Audit Committee

The Company has formed an Audit Committee which will assist the Board of Commissioners to supervise aspects of compliance with GCG principles.

The Audit Committee is appointed and responsible for the Board of Commissioners with duties including providing opinions to the Board of Commissioners regarding reports or matters submitted by the Board of Directors to the Board of Commissioners, identifying matters that require the attention of the Commissioners and carrying out other tasks related to the duties of the Board of Commissioners.

The Company made a decision as stated in the Decree of the Company's Board of Commissioners Number 06.633/KOM/SK/17 dated 2 June 2017 concerning the Determination of the Audit Committee, in which the Company's Board of Commissioners meeting unanimously approved the appointment of the Chair and members of the Audit Committee from the date of the decision and the term of office will end in accordance with the decision of the Board of Commissioners, namely:

Chairman : Sjaiful Arifin (concurrently Independent Commissioner)
Age : 80 Years
Citizenship : Indonesia
Work experience :
  • Served as Commissioner of the Company since 2017. Currently also serves as Commissioner of PT Arkonin (2000-present).
  • Previously served as Independent Commissioner of PT Jaya Construction Manggala Pratama Tbk (2008-2010)
  • Advisor to PT Jaya Real Property Tbk (2003-2009)
  • President Director of PT Arkonin (1975-1999), Deputy Director of PT Pembangunan Jaya (1975-1978)
  • Deputy Director of PT Pembangunan Jaya (1973-1975). He also served as Team Leader for the construction of 6 toll roads within the city of DKI Jakarta (2011-2014)
  • Member of the IAI Assessor Team (2000-2010) and Member of the DKI Jakarta City Architectural Advisory Team (2000-2010).
Member : R. Hartono
Age : 68 Years
Citizenship : Indonesia
Work experience :
  • Senior Consultant PT Nahla Investment Management (2005-present)
  • Commissioner of PT IFS SI (2007 – present)
  • Direktur Pelaksana PT Global Reka Daya (2012-sekarang)
  • Member of the Audit Committee of PT Gozco Tbk (2013-present)
Member : David
Age : 35 Years
Citizenship : Indonesia
Work experience :
  • Supervisor PT Smart Business Solution (2006-present)

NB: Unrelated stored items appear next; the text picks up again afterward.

//! Service wiring
//!
//! Clients are constructed once per process from the loaded config and
//! handed to the pipelines.

use anyhow::{Context, Result};
use ragline_core::{
    CollectionLocks, Config, Database, EmbeddingClient, HttpEmbedder, HttpReranker,
    IngestionPipeline, QueryPipeline, Segmenter, SourceRegistry, VLLMClient,
};
use std::path::{Path, PathBuf};
use std::sync::Arc;

pub struct Services {
    pub config: Config,
    pub db: Arc<Database>,
    locks: CollectionLocks,
}

impl Services {
    /// Load config and open the vector store
    pub fn open(config_path: Option<&Path>) -> Result<Self> {
        let config = match config_path {
            Some(path) => Config::load_from(path)
                .with_context(|| format!("loading config from {}", path.display()))?,
            None => Config::load()?,
        };

        // Use RAGLINE_DB env var if set, otherwise the default cache location
        let db_path = std::env::var("RAGLINE_DB")
            .map(PathBuf::from)
            .unwrap_or_else(|_| Database::default_path());
        let db = Database::open(&db_path)?.with_config(config.vector_store.clone());
        db.initialize()?;
        tracing::debug!("Opened vector store {}", db_path.display());

        Ok(Self {
            config,
            db: Arc::new(db),
            locks: CollectionLocks::new(),
        })
    }

    fn embeddings(&self) -> Result<EmbeddingClient> {
        let embedder = HttpEmbedder::new(self.config.embedding.clone())?;
        Ok(EmbeddingClient::from_config(
            Arc::new(embedder),
            &self.config.embedding,
        ))
    }

    /// Query pipeline over warmed collection indexes
    pub fn query_pipeline(&self) -> Result<QueryPipeline> {
        let loaded = self.db.load_indexes()?;
        tracing::debug!("Loaded {} collection indexes", loaded);

        let llm = Arc::new(VLLMClient::new(self.config.llm_service.clone())?);
        let reranker = HttpReranker::new(self.config.reranker.clone())?;
        Ok(QueryPipeline::new(
            llm.clone(),
            llm,
            self.embeddings()?,
            Arc::new(reranker),
            self.db.clone(),
            self.locks.clone(),
            &self.config,
        ))
    }

    pub fn ingestion_pipeline(&self) -> Result<IngestionPipeline> {
        let loader = SourceRegistry::from_config(&self.config.loader)?;
        let segmenter = Segmenter::from_config(&self.config.chunking)?;
        Ok(IngestionPipeline::new(
            Arc::new(loader),
            segmenter,
            self.embeddings()?,
            self.db.clone(),
            self.locks.clone(),
        ))
    }
}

The duties, authority and responsibilities of the Audit Committee as outlined in the Company's Audit Committee Charter, Attachment to the Joint Decree of the Company's Commissioners and Directors Number 06.633/KOM/SK/17 concerning the Audit Committee Charter dated 2 June 2017 are in accordance with the duties, authority and responsibilities of the Audit Committee as stated in POJK No. 55 which regulates the following matters:

  • Reviewing financial information that will be released by the Company or Public Company to the public and/or authorities, including financial reports, projections and other reports related to the financial information of the Company or Public Company
  • Reviewing compliance with laws and regulations relating to the activities of the Company or Public Company
  • Provide an independent opinion in the event of a difference of opinion between management and the Accountant regarding the services provided
  • Provide recommendations to the Board of Commissioners regarding the appointment of Accountants based on independence, scope of assignment and fees
  • Reviewing the implementation of audits by internal auditors and supervising the implementation of follow-up actions by the Board of Directors regarding the internal auditor's findings
  • Reviewing risk management implementation activities carried out by the Board of Directors, if the Company or Public Company does not have a risk monitoring function under the Board of Commissioners
  • Review complaints related to the accounting and financial reporting processes of the Company or Public Company
  • Review and provide advice to the Board of Commissioners regarding potential conflicts of interest of the Company or Public Companies
  • Maintain the confidentiality of Company or Public Company documents, data and information

Audit Committee Authority:

  • access Issuer or Public Company documents, data and information about employees, funds, assets and required company resources
  • communicate directly with employees, including the Board of Directors and parties carrying out internal audit, risk management and Accountant functions regarding the duties and responsibilities of the Audit Committee
  • involving independent parties outside the Audit Committee members who are needed to assist in carrying out their duties (if necessary)

The Audit Committee is appointed and responsible for the Board of Commissioners with duties including providing opinions to the Board of Commissioners regarding reports or matters submitted by the Board of Directors to the Board of Commissioners, identifying matters that require the attention of the Commissioners and carrying out other tasks related to the duties of the Board of Commissioners.

Audit Committee meetings are held periodically at least once every 3 (three) months and are attended by more than 50% (fifty percent) of the total members.